## Supplied information
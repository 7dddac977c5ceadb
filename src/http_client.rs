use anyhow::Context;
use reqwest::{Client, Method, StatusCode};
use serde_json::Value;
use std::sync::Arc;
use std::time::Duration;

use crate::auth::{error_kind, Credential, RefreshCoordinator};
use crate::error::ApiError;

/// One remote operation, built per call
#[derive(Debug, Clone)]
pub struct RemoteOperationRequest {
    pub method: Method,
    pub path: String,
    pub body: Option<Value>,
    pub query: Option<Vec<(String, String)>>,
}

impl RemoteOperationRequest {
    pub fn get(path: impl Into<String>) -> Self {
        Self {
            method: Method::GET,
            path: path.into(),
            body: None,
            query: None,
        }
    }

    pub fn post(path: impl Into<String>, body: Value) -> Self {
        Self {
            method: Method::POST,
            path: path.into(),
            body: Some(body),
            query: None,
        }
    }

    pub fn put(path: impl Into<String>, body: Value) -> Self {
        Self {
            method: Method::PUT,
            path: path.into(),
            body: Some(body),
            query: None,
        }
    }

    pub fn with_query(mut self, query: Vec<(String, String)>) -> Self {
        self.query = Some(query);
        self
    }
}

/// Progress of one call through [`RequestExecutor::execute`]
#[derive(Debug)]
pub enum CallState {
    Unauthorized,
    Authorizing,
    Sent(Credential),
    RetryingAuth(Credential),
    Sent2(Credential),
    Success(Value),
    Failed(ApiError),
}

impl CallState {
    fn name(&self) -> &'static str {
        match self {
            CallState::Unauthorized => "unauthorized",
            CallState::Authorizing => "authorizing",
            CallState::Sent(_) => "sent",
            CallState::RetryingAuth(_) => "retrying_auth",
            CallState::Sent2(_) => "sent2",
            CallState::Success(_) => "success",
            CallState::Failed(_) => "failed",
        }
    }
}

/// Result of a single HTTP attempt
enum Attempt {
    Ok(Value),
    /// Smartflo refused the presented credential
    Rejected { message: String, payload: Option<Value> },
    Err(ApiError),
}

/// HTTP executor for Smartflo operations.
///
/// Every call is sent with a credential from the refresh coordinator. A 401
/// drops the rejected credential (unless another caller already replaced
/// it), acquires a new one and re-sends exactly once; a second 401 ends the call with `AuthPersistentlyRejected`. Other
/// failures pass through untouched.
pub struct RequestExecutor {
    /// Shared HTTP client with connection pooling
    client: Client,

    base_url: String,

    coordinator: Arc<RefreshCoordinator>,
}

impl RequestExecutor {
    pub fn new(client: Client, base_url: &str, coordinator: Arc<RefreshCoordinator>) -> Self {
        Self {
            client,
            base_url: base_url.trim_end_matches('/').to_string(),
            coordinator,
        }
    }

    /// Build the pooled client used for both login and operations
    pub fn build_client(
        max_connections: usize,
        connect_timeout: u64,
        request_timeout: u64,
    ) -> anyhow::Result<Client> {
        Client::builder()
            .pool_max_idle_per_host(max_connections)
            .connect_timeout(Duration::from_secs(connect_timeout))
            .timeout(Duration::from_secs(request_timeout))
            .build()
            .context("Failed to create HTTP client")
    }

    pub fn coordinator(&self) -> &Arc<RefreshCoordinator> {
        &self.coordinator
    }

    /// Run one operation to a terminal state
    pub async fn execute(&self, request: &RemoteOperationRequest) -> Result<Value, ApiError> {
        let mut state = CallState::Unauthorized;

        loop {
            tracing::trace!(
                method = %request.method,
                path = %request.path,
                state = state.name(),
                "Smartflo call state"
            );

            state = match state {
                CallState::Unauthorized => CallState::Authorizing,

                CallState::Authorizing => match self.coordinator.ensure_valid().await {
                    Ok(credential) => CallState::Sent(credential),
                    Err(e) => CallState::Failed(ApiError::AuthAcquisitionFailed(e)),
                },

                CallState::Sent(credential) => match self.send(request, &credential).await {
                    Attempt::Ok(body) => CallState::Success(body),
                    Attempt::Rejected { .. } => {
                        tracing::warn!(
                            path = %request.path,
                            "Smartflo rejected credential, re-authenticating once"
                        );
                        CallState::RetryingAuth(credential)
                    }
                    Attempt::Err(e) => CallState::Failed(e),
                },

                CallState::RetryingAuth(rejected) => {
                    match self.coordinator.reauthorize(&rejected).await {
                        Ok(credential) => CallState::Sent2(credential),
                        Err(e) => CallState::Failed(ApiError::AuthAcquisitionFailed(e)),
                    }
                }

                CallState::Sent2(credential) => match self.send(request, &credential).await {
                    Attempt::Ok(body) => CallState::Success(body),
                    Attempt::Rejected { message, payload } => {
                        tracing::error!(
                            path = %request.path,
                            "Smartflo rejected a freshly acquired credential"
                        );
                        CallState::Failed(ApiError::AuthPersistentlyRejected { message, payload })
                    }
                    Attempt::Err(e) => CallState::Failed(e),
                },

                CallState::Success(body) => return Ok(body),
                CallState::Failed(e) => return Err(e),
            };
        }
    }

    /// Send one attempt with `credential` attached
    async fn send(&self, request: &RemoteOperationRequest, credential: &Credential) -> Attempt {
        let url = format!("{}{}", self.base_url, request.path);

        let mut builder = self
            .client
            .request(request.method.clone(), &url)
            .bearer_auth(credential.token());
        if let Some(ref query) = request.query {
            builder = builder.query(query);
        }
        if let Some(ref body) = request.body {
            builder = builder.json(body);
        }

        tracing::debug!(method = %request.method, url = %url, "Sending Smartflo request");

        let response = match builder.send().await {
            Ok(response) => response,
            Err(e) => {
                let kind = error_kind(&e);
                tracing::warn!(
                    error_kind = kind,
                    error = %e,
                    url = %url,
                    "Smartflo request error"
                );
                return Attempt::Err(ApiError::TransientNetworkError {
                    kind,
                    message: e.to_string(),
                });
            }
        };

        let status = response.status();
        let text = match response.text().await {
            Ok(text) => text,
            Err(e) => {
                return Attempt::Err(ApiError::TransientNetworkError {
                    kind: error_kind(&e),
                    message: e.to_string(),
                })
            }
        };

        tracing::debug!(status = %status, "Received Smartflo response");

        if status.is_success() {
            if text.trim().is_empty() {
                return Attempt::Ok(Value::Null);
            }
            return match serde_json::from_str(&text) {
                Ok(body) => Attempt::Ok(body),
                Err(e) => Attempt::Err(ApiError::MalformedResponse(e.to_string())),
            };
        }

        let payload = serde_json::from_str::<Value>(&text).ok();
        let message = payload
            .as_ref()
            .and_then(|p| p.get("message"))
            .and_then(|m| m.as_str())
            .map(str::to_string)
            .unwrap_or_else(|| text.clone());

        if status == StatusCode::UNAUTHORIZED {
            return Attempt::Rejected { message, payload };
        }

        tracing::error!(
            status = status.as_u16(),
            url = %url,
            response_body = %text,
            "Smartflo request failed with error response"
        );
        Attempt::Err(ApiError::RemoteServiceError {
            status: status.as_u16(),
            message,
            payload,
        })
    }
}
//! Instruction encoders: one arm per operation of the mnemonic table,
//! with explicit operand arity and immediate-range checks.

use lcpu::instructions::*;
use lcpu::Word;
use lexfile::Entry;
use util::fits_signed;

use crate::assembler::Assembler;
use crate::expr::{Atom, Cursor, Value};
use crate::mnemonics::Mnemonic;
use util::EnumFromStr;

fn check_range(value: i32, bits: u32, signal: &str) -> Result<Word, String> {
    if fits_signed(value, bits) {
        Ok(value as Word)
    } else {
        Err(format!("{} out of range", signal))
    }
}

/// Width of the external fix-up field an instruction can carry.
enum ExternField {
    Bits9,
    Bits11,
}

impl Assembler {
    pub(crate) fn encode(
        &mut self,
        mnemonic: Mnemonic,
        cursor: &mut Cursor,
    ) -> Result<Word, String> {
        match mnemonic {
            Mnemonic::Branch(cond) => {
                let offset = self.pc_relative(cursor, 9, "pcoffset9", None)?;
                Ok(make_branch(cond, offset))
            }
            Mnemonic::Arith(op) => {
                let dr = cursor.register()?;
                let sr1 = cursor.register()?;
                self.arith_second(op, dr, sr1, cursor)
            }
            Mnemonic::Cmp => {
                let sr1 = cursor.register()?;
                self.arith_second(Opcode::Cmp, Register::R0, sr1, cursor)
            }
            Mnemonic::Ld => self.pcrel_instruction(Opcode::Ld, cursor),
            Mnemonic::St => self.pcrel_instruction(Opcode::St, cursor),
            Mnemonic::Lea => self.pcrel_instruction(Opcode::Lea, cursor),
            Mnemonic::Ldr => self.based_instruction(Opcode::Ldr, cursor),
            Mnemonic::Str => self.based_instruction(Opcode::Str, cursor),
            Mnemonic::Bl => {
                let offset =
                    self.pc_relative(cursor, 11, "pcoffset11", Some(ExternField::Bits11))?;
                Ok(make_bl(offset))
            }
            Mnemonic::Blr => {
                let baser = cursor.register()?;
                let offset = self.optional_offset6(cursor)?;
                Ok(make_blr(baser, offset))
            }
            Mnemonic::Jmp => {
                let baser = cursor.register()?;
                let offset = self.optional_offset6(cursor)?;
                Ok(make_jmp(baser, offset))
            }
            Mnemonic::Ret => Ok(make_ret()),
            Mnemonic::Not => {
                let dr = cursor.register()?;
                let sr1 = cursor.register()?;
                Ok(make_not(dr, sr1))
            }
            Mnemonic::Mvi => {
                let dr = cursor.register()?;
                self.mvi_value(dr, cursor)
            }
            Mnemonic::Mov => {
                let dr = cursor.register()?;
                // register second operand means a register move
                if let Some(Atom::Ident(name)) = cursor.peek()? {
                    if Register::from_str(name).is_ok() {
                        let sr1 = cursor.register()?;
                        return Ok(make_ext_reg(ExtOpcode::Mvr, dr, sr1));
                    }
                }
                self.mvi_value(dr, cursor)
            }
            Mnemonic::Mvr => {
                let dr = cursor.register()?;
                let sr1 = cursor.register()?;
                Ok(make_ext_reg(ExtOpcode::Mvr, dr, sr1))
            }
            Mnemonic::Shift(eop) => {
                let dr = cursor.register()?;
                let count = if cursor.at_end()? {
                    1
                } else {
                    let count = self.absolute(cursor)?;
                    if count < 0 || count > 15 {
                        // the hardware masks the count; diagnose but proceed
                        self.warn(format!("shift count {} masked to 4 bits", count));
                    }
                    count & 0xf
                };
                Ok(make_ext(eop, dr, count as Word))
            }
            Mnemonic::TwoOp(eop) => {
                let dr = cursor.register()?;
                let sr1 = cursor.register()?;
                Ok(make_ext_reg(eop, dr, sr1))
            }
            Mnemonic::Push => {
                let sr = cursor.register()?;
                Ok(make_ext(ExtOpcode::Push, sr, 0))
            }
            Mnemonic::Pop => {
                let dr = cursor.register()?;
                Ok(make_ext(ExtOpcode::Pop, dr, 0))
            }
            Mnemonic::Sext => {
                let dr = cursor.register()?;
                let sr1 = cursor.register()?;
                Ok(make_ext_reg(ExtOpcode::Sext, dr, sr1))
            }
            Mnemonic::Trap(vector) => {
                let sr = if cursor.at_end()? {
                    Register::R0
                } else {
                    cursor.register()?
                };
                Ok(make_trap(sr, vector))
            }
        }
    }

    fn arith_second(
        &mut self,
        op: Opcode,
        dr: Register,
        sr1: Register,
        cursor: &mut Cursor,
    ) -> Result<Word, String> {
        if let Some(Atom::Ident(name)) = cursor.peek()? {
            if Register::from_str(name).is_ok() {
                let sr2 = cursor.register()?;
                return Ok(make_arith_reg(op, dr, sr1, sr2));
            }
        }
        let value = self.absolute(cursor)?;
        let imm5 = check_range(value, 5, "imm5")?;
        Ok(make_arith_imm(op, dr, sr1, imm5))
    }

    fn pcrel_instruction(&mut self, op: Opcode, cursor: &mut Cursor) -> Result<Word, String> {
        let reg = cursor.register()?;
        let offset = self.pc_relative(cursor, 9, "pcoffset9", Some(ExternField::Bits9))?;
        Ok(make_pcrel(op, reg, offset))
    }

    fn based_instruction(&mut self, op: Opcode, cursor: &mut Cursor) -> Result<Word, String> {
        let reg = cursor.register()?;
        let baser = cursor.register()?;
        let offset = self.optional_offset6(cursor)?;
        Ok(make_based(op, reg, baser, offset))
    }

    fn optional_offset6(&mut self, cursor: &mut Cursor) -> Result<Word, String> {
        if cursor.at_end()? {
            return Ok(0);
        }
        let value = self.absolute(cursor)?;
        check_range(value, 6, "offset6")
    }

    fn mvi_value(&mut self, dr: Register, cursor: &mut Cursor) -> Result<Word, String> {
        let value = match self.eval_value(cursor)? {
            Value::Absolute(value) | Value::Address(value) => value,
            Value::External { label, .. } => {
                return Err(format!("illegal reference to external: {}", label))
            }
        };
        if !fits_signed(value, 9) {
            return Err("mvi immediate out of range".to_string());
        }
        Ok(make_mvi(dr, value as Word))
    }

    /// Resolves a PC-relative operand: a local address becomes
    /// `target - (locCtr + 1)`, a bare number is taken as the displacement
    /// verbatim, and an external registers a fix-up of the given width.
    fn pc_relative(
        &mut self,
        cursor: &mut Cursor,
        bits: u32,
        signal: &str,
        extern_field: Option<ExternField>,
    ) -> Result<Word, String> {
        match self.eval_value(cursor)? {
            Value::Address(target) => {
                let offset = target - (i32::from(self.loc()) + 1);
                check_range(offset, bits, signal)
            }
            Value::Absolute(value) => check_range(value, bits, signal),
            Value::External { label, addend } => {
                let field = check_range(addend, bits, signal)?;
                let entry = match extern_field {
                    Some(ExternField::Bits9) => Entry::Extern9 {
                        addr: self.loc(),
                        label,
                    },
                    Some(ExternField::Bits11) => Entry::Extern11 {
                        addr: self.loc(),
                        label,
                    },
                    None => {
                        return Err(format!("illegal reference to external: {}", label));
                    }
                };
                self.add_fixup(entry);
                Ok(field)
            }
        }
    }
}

---

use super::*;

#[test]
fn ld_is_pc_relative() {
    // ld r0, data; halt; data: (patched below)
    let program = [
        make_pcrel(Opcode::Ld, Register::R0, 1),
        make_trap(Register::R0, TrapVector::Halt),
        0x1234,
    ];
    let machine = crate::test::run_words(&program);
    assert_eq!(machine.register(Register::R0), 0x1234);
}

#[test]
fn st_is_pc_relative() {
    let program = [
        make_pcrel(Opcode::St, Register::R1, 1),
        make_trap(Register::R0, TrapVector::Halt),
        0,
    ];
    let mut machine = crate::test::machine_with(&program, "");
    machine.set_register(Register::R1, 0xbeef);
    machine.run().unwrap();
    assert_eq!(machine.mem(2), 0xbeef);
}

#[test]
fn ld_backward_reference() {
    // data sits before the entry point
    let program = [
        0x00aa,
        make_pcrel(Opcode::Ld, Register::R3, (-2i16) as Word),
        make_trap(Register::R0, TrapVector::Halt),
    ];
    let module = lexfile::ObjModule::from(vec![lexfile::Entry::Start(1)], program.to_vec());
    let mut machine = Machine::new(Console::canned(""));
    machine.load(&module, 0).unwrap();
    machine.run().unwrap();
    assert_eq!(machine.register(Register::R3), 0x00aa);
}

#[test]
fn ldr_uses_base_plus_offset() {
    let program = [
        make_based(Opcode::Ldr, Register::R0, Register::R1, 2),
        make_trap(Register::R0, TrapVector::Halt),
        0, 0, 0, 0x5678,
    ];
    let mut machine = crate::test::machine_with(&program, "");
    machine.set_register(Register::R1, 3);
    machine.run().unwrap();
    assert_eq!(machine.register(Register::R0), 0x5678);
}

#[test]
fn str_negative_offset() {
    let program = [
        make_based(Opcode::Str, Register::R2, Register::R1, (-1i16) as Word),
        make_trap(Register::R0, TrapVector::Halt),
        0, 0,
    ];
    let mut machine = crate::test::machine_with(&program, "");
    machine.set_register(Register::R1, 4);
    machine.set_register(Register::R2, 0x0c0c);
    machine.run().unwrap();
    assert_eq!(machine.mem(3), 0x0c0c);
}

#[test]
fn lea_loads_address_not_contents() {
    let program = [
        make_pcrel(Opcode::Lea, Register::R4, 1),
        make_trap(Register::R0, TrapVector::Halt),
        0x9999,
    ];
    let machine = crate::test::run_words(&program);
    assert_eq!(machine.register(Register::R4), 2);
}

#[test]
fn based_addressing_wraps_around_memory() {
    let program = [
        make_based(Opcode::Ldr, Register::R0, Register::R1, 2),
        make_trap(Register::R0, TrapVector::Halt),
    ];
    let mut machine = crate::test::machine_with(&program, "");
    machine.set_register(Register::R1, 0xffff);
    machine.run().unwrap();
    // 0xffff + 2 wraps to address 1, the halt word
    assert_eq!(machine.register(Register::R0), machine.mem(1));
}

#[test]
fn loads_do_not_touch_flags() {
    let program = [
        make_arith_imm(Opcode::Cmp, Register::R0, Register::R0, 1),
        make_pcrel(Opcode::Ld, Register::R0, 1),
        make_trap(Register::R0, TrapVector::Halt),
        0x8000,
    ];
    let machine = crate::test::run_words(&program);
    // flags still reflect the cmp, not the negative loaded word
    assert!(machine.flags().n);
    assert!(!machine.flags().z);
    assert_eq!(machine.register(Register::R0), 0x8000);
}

## The task
If a line in the records has the word "async", copy that line.

## Result of the task
    pub async fn execute(&self, request: &RemoteOperationRequest) -> Result<Value, ApiError> {
    async fn send(&self, request: &RemoteOperationRequest, credential: &Credential) -> Attempt {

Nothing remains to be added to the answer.